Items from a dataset
******************************

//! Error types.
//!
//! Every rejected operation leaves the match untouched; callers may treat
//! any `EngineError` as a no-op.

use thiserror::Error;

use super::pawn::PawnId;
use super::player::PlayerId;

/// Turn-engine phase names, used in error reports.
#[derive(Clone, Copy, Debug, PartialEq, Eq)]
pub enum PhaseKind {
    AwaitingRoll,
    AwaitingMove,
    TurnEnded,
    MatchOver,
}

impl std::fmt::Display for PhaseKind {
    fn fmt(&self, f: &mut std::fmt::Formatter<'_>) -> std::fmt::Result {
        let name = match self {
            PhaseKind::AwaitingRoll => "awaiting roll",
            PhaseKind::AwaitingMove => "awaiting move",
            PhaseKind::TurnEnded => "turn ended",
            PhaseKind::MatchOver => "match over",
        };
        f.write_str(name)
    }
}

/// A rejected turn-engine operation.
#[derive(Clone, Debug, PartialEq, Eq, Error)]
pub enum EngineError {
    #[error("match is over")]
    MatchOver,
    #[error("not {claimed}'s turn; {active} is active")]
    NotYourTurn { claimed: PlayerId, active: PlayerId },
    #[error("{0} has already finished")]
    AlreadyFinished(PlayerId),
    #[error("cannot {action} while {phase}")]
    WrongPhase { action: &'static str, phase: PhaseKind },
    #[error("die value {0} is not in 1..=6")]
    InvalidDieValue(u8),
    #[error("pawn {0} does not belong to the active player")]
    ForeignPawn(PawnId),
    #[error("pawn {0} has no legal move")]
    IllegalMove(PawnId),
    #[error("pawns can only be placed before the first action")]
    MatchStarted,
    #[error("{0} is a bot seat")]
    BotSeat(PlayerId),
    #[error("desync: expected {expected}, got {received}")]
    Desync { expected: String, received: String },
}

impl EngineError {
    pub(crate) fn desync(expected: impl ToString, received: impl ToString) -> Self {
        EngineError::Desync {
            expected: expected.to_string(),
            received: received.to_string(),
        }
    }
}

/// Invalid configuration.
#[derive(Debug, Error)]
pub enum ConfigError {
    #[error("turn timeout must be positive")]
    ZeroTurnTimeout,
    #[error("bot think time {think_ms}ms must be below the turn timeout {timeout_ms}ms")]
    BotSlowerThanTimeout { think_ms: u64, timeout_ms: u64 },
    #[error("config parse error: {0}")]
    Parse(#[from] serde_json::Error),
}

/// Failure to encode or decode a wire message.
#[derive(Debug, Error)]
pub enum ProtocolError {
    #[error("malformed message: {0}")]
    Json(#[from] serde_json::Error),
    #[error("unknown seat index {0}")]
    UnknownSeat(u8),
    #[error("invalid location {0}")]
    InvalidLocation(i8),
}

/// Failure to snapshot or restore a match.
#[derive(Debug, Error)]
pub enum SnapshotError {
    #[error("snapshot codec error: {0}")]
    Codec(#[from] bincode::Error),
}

******************************

What the exercise asks:
From the records above, copy each line in which the string "expected" occurs.

Result:
    #[error("desync: expected {expected}, got {received}")]
    Desync { expected: String, received: String },
    pub(crate) fn desync(expected: impl ToString, received: impl ToString) -> Self {
            expected: expected.to_string(),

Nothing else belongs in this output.